MIL090030 offers a glimpse into the chemistry of Mars at the time of its clay’s formation, but coupled with other data it also offers some insight into the potential of earlier clays. Remote sensing observations of the martian surface [33], [34] suggest an early (>3.7 Ga) wet environment, compared to the later, relatively dry conditions under which the MIL 090030 clays formed. During this earlier and wetter clay-forming period Fe-smectite clays similar to those found in MIL 090030 were dominant [34]. Hence, there is no reason to assume the earlier clays were comparatively boron depleted. Gale crater, which is currently being explored by the Curiosity rover, contains Fe-smectite units within its layered deposits [35], which may have formed in a lake environment on early Mars (3.6–3.8 Ga) [36].

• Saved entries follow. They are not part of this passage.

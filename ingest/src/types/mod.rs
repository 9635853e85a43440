pub mod event;
pub mod path;

pub use event::{Event, FailedEvent, ObjectMap, TokenId};
pub use path::JsonPath;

This old (>3.7 Ga), relatively wet period in Mars history is contemporaneous with current estimates for the origin of life on Earth. Similar clay deposits to those produced in this wet martian environment appear to have formed on the early Earth as well. For example, intensively studied ancient (3.8 Ga) tourmaline grains from western Greenland appear to have formed from boron-rich clay precursors [37], [38]. Given the greater similarity of Earth and Mars early in their geological history, further exploration of Mars may prove invaluable in answering how ribsose may have accumulated on the Earth prebiotically.
Materials and Methods
Sample Preparation and Petrographic Analysis
We were allocated two thin-sections of the nakhlite martian meteorite MIL 090030 by CAPTEM, prepared in 2011 at the NASA Johnson Space Center. MIL 090030,25 was deliberately cut from the external surface of the ∼450 g parent meteorite, whereas MIL 090030,23 was taken from the central portion. One thin-section (#51) of the Sutter’s Mill meteorite, which was seen to fall in California in 2012, was allocated to UH by Q.-Z. Yin at UC Davis. This section of Sutter’s Mill has been identified as a CM2.0/CM2.1-type carbonaceous chondrite [20].
We utilized the JEOL JSM-5900LV scanning electron microscope at the University of Hawaii (UH) to produce whole-thin-section backscatter-electron images and elemental X-ray images at low resolution (20 µm pixel size), in order to locate areas of interest. These areas were subsequently X-ray imaged at higher resolutions, with various pixel sizes (1–5 µm), to determine the best places for ion microprobe analyses. To verify the positions of the sputtered regions, these areas were also imaged after analyses.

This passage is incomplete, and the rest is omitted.